**WHAT TO WORK ON:** Please return every line of the records below that holds the word "compact".

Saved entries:
---
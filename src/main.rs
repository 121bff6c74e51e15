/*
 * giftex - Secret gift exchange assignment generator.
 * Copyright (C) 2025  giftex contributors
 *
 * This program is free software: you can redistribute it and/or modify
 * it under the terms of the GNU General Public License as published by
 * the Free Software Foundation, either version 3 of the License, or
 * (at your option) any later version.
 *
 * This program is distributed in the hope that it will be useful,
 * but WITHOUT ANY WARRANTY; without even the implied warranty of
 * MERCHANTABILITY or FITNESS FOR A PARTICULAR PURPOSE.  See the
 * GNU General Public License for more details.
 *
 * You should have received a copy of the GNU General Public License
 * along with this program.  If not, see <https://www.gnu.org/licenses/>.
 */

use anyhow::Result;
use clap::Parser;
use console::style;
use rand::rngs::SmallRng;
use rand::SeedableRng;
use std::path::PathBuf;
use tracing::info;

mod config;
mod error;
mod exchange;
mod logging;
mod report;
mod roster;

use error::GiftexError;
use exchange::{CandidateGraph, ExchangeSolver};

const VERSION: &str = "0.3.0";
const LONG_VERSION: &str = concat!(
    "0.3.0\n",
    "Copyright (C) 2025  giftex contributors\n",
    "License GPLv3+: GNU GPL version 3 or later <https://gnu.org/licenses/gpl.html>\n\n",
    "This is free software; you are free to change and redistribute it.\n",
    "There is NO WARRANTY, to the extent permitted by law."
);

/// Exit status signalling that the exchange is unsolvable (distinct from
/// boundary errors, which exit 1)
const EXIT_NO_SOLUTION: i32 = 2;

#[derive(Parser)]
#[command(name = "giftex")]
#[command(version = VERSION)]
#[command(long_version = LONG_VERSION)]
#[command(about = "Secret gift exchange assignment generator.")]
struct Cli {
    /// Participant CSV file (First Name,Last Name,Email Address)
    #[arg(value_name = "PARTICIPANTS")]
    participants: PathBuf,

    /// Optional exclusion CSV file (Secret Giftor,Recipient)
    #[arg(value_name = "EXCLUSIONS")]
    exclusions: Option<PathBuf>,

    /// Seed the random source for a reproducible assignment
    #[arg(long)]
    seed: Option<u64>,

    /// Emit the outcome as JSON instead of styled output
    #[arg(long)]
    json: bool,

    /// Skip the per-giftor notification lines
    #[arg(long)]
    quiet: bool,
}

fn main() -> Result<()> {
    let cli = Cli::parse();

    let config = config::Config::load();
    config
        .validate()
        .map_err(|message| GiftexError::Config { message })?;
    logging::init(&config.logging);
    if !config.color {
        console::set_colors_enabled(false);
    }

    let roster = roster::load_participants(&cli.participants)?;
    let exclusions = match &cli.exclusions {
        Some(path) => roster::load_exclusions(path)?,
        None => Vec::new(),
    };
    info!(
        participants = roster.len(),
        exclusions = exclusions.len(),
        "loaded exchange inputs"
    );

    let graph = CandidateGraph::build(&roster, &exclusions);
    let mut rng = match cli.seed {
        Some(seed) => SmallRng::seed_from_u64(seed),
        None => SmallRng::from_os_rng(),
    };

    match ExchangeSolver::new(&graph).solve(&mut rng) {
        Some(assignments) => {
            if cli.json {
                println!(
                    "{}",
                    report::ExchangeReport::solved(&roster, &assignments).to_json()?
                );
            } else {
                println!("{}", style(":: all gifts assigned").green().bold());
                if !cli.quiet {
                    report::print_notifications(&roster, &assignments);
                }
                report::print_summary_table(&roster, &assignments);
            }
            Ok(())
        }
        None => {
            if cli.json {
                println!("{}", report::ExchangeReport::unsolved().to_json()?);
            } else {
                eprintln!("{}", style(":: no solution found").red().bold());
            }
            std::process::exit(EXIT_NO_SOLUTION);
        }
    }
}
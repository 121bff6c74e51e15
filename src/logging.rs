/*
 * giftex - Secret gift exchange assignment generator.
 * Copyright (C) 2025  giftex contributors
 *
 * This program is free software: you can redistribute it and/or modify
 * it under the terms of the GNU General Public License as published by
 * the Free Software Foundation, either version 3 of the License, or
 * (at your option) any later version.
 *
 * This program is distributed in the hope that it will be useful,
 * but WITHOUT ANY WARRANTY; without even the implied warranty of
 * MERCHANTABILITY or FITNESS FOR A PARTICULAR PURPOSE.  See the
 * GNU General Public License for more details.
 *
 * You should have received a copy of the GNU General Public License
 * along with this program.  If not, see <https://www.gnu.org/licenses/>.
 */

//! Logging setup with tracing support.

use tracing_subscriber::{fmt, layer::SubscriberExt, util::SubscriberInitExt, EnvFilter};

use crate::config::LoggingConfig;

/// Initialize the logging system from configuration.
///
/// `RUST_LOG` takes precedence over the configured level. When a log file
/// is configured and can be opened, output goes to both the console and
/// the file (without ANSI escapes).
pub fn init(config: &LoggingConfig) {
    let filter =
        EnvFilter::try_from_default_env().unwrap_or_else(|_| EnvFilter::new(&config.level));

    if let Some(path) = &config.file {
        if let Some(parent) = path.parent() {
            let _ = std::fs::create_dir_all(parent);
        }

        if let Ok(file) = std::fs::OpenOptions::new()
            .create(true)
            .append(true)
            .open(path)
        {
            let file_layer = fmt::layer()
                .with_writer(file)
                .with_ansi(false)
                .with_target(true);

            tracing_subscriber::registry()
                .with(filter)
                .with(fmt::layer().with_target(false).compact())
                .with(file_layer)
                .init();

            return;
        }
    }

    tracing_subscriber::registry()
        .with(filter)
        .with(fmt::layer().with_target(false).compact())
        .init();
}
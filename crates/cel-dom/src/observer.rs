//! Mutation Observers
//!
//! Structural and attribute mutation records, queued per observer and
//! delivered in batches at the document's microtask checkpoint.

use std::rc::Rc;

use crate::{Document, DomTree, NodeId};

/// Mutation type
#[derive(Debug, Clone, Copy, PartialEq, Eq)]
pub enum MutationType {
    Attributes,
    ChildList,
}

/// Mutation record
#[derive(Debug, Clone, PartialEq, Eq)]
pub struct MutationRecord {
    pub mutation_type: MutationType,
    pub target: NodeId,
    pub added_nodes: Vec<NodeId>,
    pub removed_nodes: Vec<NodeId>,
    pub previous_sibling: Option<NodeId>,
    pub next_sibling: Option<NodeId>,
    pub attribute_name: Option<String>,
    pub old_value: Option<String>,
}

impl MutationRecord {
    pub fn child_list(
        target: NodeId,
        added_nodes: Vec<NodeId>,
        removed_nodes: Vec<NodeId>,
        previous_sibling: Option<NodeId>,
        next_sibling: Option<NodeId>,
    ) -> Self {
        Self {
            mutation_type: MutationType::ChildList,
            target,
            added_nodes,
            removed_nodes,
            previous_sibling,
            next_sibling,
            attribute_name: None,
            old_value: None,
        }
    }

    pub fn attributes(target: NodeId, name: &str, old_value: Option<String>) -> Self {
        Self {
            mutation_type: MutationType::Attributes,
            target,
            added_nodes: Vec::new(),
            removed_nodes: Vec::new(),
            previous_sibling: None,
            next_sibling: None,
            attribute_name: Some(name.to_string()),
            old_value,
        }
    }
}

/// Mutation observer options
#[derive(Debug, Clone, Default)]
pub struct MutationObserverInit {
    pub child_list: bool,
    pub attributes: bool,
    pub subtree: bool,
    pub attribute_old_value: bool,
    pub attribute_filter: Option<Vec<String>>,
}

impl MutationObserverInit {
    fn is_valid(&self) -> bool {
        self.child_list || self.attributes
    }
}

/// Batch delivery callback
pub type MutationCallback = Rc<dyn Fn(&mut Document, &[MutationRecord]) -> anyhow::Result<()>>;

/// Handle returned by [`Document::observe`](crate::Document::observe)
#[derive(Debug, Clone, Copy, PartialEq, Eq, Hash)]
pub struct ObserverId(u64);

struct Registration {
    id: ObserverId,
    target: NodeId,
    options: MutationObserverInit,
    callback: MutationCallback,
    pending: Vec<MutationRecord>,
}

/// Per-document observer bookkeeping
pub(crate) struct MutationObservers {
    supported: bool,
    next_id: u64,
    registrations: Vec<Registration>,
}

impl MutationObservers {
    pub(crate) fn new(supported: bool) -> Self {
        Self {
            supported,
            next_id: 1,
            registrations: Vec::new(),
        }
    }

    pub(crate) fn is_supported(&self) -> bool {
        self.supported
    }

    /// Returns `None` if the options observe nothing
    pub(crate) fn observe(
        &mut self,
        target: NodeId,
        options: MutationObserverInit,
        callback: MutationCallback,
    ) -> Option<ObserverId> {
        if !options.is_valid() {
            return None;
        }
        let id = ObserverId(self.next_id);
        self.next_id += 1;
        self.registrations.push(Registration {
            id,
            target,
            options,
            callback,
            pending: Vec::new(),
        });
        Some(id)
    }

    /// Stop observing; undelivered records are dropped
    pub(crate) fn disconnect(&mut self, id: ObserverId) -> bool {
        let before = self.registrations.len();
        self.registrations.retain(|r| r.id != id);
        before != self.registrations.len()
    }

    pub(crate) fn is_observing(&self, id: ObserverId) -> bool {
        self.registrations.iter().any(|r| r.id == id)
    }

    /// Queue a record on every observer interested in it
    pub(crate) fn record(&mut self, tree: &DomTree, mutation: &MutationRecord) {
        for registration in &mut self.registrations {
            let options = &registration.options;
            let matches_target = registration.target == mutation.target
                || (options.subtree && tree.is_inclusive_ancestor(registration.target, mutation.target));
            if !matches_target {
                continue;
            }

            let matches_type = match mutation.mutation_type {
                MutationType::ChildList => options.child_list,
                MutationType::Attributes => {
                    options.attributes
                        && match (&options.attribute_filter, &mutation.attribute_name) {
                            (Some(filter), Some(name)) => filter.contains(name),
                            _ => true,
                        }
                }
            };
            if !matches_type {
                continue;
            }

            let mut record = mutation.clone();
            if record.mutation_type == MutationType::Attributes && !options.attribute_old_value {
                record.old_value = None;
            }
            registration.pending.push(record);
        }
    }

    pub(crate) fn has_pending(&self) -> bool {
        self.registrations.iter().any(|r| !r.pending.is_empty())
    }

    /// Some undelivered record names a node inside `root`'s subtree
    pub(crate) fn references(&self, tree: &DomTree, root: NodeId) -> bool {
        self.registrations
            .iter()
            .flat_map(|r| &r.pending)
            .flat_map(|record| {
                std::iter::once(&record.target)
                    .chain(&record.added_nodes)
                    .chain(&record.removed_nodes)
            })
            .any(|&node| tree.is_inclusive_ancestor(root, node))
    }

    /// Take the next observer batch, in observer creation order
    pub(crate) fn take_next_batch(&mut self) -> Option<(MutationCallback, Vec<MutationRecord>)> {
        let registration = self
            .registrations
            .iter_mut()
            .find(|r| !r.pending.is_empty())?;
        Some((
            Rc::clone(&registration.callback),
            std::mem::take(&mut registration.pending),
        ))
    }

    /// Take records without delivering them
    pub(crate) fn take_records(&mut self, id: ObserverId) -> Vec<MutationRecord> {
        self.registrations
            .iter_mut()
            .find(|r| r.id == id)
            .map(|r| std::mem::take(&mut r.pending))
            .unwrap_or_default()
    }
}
---
**ANSWER TO THIS TASK:**
                .with(fmt::layer().with_target(false).compact())
        .with(fmt::layer().with_target(false).compact())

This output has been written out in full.